A recent study by Fidelity examined the behavior of their TDF investors during two particularly volatile periods of the stock market: the 2007-2009 bear market and the 2015 downturn. They found that TDF investors tended to maintain consistent savings behavior and retain their market exposures during both of these declines. Interestingly, even investors close to their retirement date tended to stay the course. For example, during the 2007-2009 period, the highest percentage of daily exchanges out of Fidelity’s 2010 TDF never exceeded .5% of all active participants.
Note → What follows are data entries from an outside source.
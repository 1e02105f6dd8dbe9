//! Recurring snapshot scheduling.
//!
//! [`ScheduleConfig`] is the single, validated configuration document for
//! the daily backup job; [`SnapshotScheduler`] owns the process-wide timer
//! that fires it.

mod config;
mod scheduler;
mod store;

pub use config::ScheduleConfig;
pub use scheduler::SnapshotScheduler;
pub use store::{FileScheduleStore, MemoryScheduleStore, ScheduleStore};

use thiserror::Error;

use crate::store::StoreError;

/// Errors from schedule configuration and registration.
#[derive(Debug, Error)]
pub enum ScheduleError {
    /// Hour outside 0..=23.
    #[error("scheduled hour must be between 0 and 23, got {0}")]
    InvalidHour(u8),

    /// Retention count outside 1..=30.
    #[error("retention count must be between 1 and 30, got {0}")]
    InvalidRetention(u32),

    /// Not a known IANA timezone name.
    #[error("invalid timezone: {0}")]
    InvalidTimezone(String),

    /// The schedule store failed.
    #[error("schedule store error: {0}")]
    Store(#[from] StoreError),
}

/// A specialized `Result` type for schedule operations.
pub type ScheduleResult<T> = Result<T, ScheduleError>;
//! HTTP surface for the SiteVault configuration backup & migration engine.
//!
//! Thin routing glue over the `sitevault` library: export/import of
//! configuration archives, snapshot administration, and the backup
//! schedule. All responses are structured JSON (or archive bytes for the
//! export download), never raw stack traces.

use std::sync::Arc;

use axum::body::Bytes;
use axum::extract::{Path, Query, State};
use axum::http::{header, StatusCode};
use axum::response::{IntoResponse, Response};
use axum::routing::{delete, get, post};
use axum::{Json, Router};
use chrono::Utc;
use serde::{Deserialize, Serialize};
use serde_json::json;
use tower_http::cors::{Any, CorsLayer};
use tracing::warn;
use uuid::Uuid;

use sitevault::archive::{Exporter, Importer};
use sitevault::migrate::ImportOrchestrator;
use sitevault::package::PackageSummary;
use sitevault::schedule::{FileScheduleStore, ScheduleConfig, ScheduleStore, SnapshotScheduler};
use sitevault::snapshot::{FileSnapshotStore, SnapshotError, SnapshotService};
use sitevault::store::MemoryStore;

/// Shared application state.
pub struct AppState {
    /// The configuration document store (and blob store) behind the ports.
    pub store: Arc<MemoryStore>,
    /// Snapshot service over the artifacts directory.
    pub snapshots: Arc<SnapshotService<FileSnapshotStore>>,
    /// The process-wide scheduler.
    pub scheduler: SnapshotScheduler<FileSnapshotStore, FileScheduleStore>,
    /// Persistence for the schedule configuration document.
    pub schedule_store: Arc<FileScheduleStore>,
    /// Stamped into exported manifests.
    pub source_identifier: String,
}

/// Build the API router.
pub fn router(state: Arc<AppState>) -> Router {
    Router::new()
        .route("/api/config/export", get(export_config))
        .route("/api/config/import", post(import_config))
        .route("/api/snapshots", get(list_snapshots).post(create_snapshot))
        .route("/api/snapshots/schedule", get(get_schedule).put(put_schedule))
        .route("/api/snapshots/:id/restore", post(restore_snapshot))
        .route("/api/snapshots/:id", delete(delete_snapshot))
        .layer(CorsLayer::new().allow_origin(Any).allow_methods(Any).allow_headers(Any))
        .with_state(state)
}

fn json_error(status: StatusCode, message: impl Into<String>) -> Response {
    (status, Json(json!({ "success": false, "error": message.into() }))).into_response()
}

/// `GET /api/config/export` — download the configuration archive.
pub async fn export_config(State(state): State<Arc<AppState>>) -> Response {
    let exporter = Exporter::new(
        state.store.clone(),
        state.store.clone(),
        state.source_identifier.clone(),
    );

    match exporter.export_to_archive() {
        Ok(bytes) => {
            let filename =
                format!("site-config-{}.zip", Utc::now().format("%Y%m%dT%H%M%SZ"));
            (
                [
                    (header::CONTENT_TYPE, "application/zip".to_owned()),
                    (
                        header::CONTENT_DISPOSITION,
                        format!("attachment; filename=\"{filename}\""),
                    ),
                ],
                bytes,
            )
                .into_response()
        }
        Err(err) => {
            warn!(%err, "configuration export failed");
            json_error(StatusCode::INTERNAL_SERVER_ERROR, err.to_string())
        }
    }
}

/// Flags for the import endpoint.
#[derive(Debug, Default, Deserialize)]
pub struct ImportFlags {
    /// Validate only, touch nothing.
    #[serde(default)]
    pub preview: bool,
    /// Must be `true` for a non-preview import; guards against accidental
    /// destructive calls.
    #[serde(default)]
    pub confirmed: bool,
}

/// What `preview` reports back to the caller.
#[derive(Debug, Serialize)]
#[serde(rename_all = "camelCase")]
pub struct PreviewReport {
    pub valid: bool,
    #[serde(skip_serializing_if = "Option::is_none")]
    pub error: Option<String>,
    #[serde(skip_serializing_if = "Option::is_none")]
    pub schema_version: Option<u32>,
    #[serde(skip_serializing_if = "Option::is_none")]
    pub source_identifier: Option<String>,
    #[serde(skip_serializing_if = "Option::is_none")]
    pub summary: Option<PackageSummary>,
}

/// `POST /api/config/import?preview=&confirmed=` — preview or commit an
/// archive upload.
pub async fn import_config(
    State(state): State<Arc<AppState>>,
    Query(flags): Query<ImportFlags>,
    body: Bytes,
) -> Response {
    if flags.preview {
        let importer = Importer::new(state.store.clone(), state.store.clone());
        let report = match importer.preview(&body) {
            Ok(preview) => PreviewReport {
                valid: true,
                error: None,
                schema_version: Some(preview.package.schema_version),
                source_identifier: Some(preview.package.source_identifier.clone()),
                summary: Some(preview.package.summary.clone()),
            },
            Err(err) => PreviewReport {
                valid: false,
                error: Some(err.to_string()),
                schema_version: None,
                source_identifier: None,
                summary: None,
            },
        };
        return Json(report).into_response();
    }

    if !flags.confirmed {
        return json_error(
            StatusCode::BAD_REQUEST,
            "import requires confirmed=true; nothing was changed",
        );
    }

    let orchestrator = ImportOrchestrator::new(state.store.clone(), state.store.clone());
    let outcome = orchestrator.execute(&body);
    let status =
        if outcome.success { StatusCode::OK } else { StatusCode::INTERNAL_SERVER_ERROR };
    (status, Json(outcome)).into_response()
}

/// `GET /api/snapshots` — all snapshots, newest first.
pub async fn list_snapshots(State(state): State<Arc<AppState>>) -> Response {
    match state.snapshots.list_backups() {
        Ok(snapshots) => Json(snapshots).into_response(),
        Err(err) => json_error(StatusCode::INTERNAL_SERVER_ERROR, err.to_string()),
    }
}

/// `POST /api/snapshots` — trigger a backup now.
pub async fn create_snapshot(State(state): State<Arc<AppState>>) -> Response {
    match state.snapshots.create_backup().await {
        Ok(snapshot) => (StatusCode::CREATED, Json(snapshot)).into_response(),
        Err(err) => json_error(StatusCode::INTERNAL_SERVER_ERROR, err.to_string()),
    }
}

/// `POST /api/snapshots/:id/restore` — destructive, admin-only restore.
pub async fn restore_snapshot(
    State(state): State<Arc<AppState>>,
    Path(id): Path<Uuid>,
) -> Response {
    match state.snapshots.restore_backup(id).await {
        Ok(()) => Json(json!({ "success": true })).into_response(),
        Err(SnapshotError::NotFound(id)) => {
            json_error(StatusCode::NOT_FOUND, format!("snapshot not found: {id}"))
        }
        Err(err @ SnapshotError::NotRestorable { .. }) => {
            json_error(StatusCode::CONFLICT, err.to_string())
        }
        Err(err) => json_error(StatusCode::INTERNAL_SERVER_ERROR, err.to_string()),
    }
}

/// `DELETE /api/snapshots/:id`.
pub async fn delete_snapshot(
    State(state): State<Arc<AppState>>,
    Path(id): Path<Uuid>,
) -> Response {
    match state.snapshots.delete_backup(id).await {
        Ok(true) => Json(json!({ "success": true })).into_response(),
        Ok(false) => json_error(StatusCode::NOT_FOUND, format!("snapshot not found: {id}")),
        Err(err) => json_error(StatusCode::INTERNAL_SERVER_ERROR, err.to_string()),
    }
}

/// `GET /api/snapshots/schedule` — the stored configuration, or the
/// disabled default when none was ever saved.
pub async fn get_schedule(State(state): State<Arc<AppState>>) -> Response {
    match state.schedule_store.load() {
        Ok(config) => Json(config.unwrap_or_else(ScheduleConfig::disabled)).into_response(),
        Err(err) => json_error(StatusCode::INTERNAL_SERVER_ERROR, err.to_string()),
    }
}

/// `PUT /api/snapshots/schedule` — save and re-register the trigger.
///
/// Range and timezone validation happens during deserialization of
/// [`ScheduleConfig`], so an invalid document never reaches the store.
pub async fn put_schedule(
    State(state): State<Arc<AppState>>,
    Json(config): Json<ScheduleConfig>,
) -> Response {
    if let Err(err) = state.schedule_store.save(&config) {
        return json_error(StatusCode::INTERNAL_SERVER_ERROR, err.to_string());
    }
    state.scheduler.schedule(&config);
    Json(config).into_response()
}

#[cfg(test)]
mod tests {
    use std::time::Duration;

    use super::*;
    use sitevault::snapshot::{CommandTemplate, SnapshotServiceConfig};

    fn test_state(dir: &std::path::Path) -> Arc<AppState> {
        let store = Arc::new(MemoryStore::new());
        let snapshot_store = Arc::new(
            FileSnapshotStore::open(dir.join("snapshots.json")).expect("metadata store"),
        );
        let mut config = SnapshotServiceConfig::new(
            dir,
            CommandTemplate::new("sh", ["-c", "printf data > {archive}"]),
            CommandTemplate::new("sh", ["-c", "true"]),
        );
        config.timeout = Duration::from_secs(5);
        let snapshots = Arc::new(SnapshotService::new(config, snapshot_store));
        let schedule_store = Arc::new(FileScheduleStore::new(dir.join("schedule.json")));
        let scheduler = SnapshotScheduler::new(snapshots.clone(), schedule_store.clone());

        Arc::new(AppState {
            store,
            snapshots,
            scheduler,
            schedule_store,
            source_identifier: "test-site".into(),
        })
    }

    async fn body_json(response: Response) -> serde_json::Value {
        let bytes = axum::body::to_bytes(response.into_body(), usize::MAX)
            .await
            .expect("read body");
        serde_json::from_slice(&bytes).expect("json body")
    }

    #[tokio::test]
    async fn unconfirmed_import_is_rejected_without_writes() {
        let dir = tempfile::tempdir().unwrap();
        let state = test_state(dir.path());

        // A valid archive, so rejection can only come from the flag check.
        let archive = Exporter::new(state.store.clone(), state.store.clone(), "x")
            .export_to_archive()
            .unwrap();

        let response = import_config(
            State(state.clone()),
            Query(ImportFlags { preview: false, confirmed: false }),
            Bytes::from(archive),
        )
        .await;

        assert_eq!(response.status(), StatusCode::BAD_REQUEST);
        let body = body_json(response).await;
        assert_eq!(body["success"], false);
    }

    #[tokio::test]
    async fn preview_of_garbage_reports_invalid_not_500() {
        let dir = tempfile::tempdir().unwrap();
        let state = test_state(dir.path());

        let response = import_config(
            State(state),
            Query(ImportFlags { preview: true, confirmed: false }),
            Bytes::from_static(b"not an archive"),
        )
        .await;

        assert_eq!(response.status(), StatusCode::OK);
        let body = body_json(response).await;
        assert_eq!(body["valid"], false);
        assert!(body["error"].is_string());
    }

    #[tokio::test]
    async fn confirmed_import_round_trips() {
        let dir = tempfile::tempdir().unwrap();
        let state = test_state(dir.path());
        let archive = Exporter::new(state.store.clone(), state.store.clone(), "x")
            .export_to_archive()
            .unwrap();

        let response = import_config(
            State(state),
            Query(ImportFlags { preview: false, confirmed: true }),
            Bytes::from(archive),
        )
        .await;

        assert_eq!(response.status(), StatusCode::OK);
        let body = body_json(response).await;
        assert_eq!(body["success"], true);
    }

    #[tokio::test]
    async fn export_sets_download_headers() {
        let dir = tempfile::tempdir().unwrap();
        let state = test_state(dir.path());

        let response = export_config(State(state)).await;
        assert_eq!(response.status(), StatusCode::OK);
        let disposition = response
            .headers()
            .get(header::CONTENT_DISPOSITION)
            .expect("content-disposition")
            .to_str()
            .unwrap()
            .to_owned();
        assert!(disposition.contains("site-config-"), "got {disposition}");
    }

    #[tokio::test]
    async fn snapshot_endpoints_cover_create_list_delete() {
        let dir = tempfile::tempdir().unwrap();
        let state = test_state(dir.path());

        let created = create_snapshot(State(state.clone())).await;
        assert_eq!(created.status(), StatusCode::CREATED);
        let snapshot = body_json(created).await;
        let id: Uuid = snapshot["id"].as_str().unwrap().parse().unwrap();

        let listed = body_json(list_snapshots(State(state.clone())).await).await;
        assert_eq!(listed.as_array().unwrap().len(), 1);

        let deleted = delete_snapshot(State(state.clone()), Path(id)).await;
        assert_eq!(deleted.status(), StatusCode::OK);

        let missing = delete_snapshot(State(state), Path(Uuid::new_v4())).await;
        assert_eq!(missing.status(), StatusCode::NOT_FOUND);
    }

    #[tokio::test]
    async fn schedule_put_registers_trigger() {
        let dir = tempfile::tempdir().unwrap();
        let state = test_state(dir.path());

        let config =
            ScheduleConfig::new(true, 3, 2, chrono_tz::Europe::Paris).expect("valid config");
        let response = put_schedule(State(state.clone()), Json(config)).await;
        assert_eq!(response.status(), StatusCode::OK);

        assert!(state.scheduler.is_scheduled());
        let stored = body_json(get_schedule(State(state.clone())).await).await;
        assert_eq!(stored["enabled"], true);
        assert_eq!(stored["timezone"], "Europe/Paris");

        state.scheduler.stop();
    }
}
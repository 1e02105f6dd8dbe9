//! Safety-net backups: short-lived, archive-based rollback points.
//!
//! Unlike database snapshots these never hit an external utility: they reuse
//! the archive machinery, scoped to exactly the collections an import is
//! about to overwrite, so taking one is fast and needs nothing but the store
//! ports. Exactly one exists per in-flight import; it lives on the
//! orchestrator's stack and is dropped when the import commits or after
//! rollback.

use std::sync::Arc;

use chrono::{DateTime, Utc};
use tracing::info;
use uuid::Uuid;

use crate::archive::{ArchiveResult, Exporter, Importer};
use crate::store::{BlobStore, ConfigStore};

/// An in-memory archive of the pre-import state of every collection.
pub struct SafetyNetBackup {
    /// Opaque token identifying this backup in logs.
    pub id: Uuid,
    /// The zipped archive of the captured state.
    pub archive_bytes: Vec<u8>,
    pub created_at: DateTime<Utc>,
}

/// Captures and restores safety-net backups.
pub struct SafetyNetService<S, B> {
    exporter: Exporter<S, B>,
    importer: Importer<S, B>,
}

impl<S: ConfigStore, B: BlobStore> SafetyNetService<S, B> {
    /// Create a service over the given store ports.
    pub fn new(store: Arc<S>, blobs: Arc<B>) -> Self {
        Self {
            exporter: Exporter::new(store.clone(), blobs.clone(), "safety-net"),
            importer: Importer::new(store, blobs),
        }
    }

    /// Snapshot the current state of every in-scope collection.
    pub fn capture(&self) -> ArchiveResult<SafetyNetBackup> {
        let backup = SafetyNetBackup {
            id: Uuid::new_v4(),
            archive_bytes: self.exporter.export_to_archive()?,
            created_at: Utc::now(),
        };
        info!(backup_id = %backup.id, size_bytes = backup.archive_bytes.len(), "captured safety-net backup");
        Ok(backup)
    }

    /// Re-apply a captured backup, replacing whatever a partial import left
    /// behind. Only called on the failure path.
    ///
    /// Skips the structural validation an inbound archive goes through: the
    /// captured state is whatever the store held, orphan references
    /// included, and refusing to put it back would strand the rollback.
    pub fn restore(&self, backup: &SafetyNetBackup) -> ArchiveResult<()> {
        self.importer.restore_archive(&backup.archive_bytes)?;
        info!(backup_id = %backup.id, "restored safety-net backup");
        Ok(())
    }
}

#[cfg(test)]
mod tests {
    use super::*;
    use crate::record::{PageBody, Setting, SettingValue};
    use crate::store::{ConfigStore, MemoryStore};
    use chrono::TimeZone;

    #[test]
    fn capture_then_restore_round_trips_state() {
        let store = Arc::new(MemoryStore::new());
        store
            .replace_settings(vec![Setting {
                key: "siteTitle".into(),
                value: SettingValue::Text("Before".into()),
            }])
            .unwrap();

        let service = SafetyNetService::new(store.clone(), store.clone());
        let backup = service.capture().unwrap();

        // Clobber the live state, then roll back.
        store
            .replace_settings(vec![Setting {
                key: "siteTitle".into(),
                value: SettingValue::Text("After".into()),
            }])
            .unwrap();
        service.restore(&backup).unwrap();

        let settings = store.settings().unwrap();
        assert_eq!(settings[0].value, SettingValue::Text("Before".into()));
    }

    #[test]
    fn restore_accepts_dangling_references_in_the_captured_state() {
        // The store enforces no referential integrity, so the pre-import
        // state can contain a page body whose navigation entry was deleted.
        // Rollback has to put that state back verbatim.
        let ts = Utc.with_ymd_and_hms(2024, 5, 1, 12, 0, 0).unwrap();
        let store = Arc::new(MemoryStore::new());
        store
            .replace_page_bodies(vec![PageBody {
                id: "page-orphan".into(),
                navigation_id: "nav-gone".into(),
                content: "<p>kept</p>".into(),
                created_at: ts,
                updated_at: ts,
            }])
            .unwrap();

        let service = SafetyNetService::new(store.clone(), store.clone());
        let backup = service.capture().unwrap();

        store.replace_page_bodies(Vec::new()).unwrap();
        service.restore(&backup).unwrap();

        let bodies = store.page_bodies().unwrap();
        assert_eq!(bodies.len(), 1);
        assert_eq!(bodies[0].navigation_id, "nav-gone");
    }
}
The analysis indicated that the number of participants who changed out of TDFs during these declines was relatively small, independent of their glide path. However, investors in funds with a “through” glide path (where the most conservative positions are achieved several years past the date of retirement) were even more likely to stay invested than those invested in TDFs with a “to” glide path (where the most conservative allocations are reached on the date of retirement). During the 2015 downturn, investors in a 2020 Target Date Fund with a “to” glide path were four to five times more likely to change out of a target date strategy then those in a “ through” glide path. The reasons for this discrepancy are unclear and should be investigated further.
The study also looked at whether there was a difference between participants who were auto-enrolled into TDFs versus those who selected one by choice. The results indicate that auto-enrolled target date fund participants were more likely to stay invested in down markets than those who enrolled of their own volition.
These findings are good news for organizations that offer Target Date Funds and the employees invested in them. Plan sponsors may wish to consider including a default auto-enrollment into TDFs as a part of an overall strategy to help encourage participants to stay the course with their investment plan, even during volatile markets.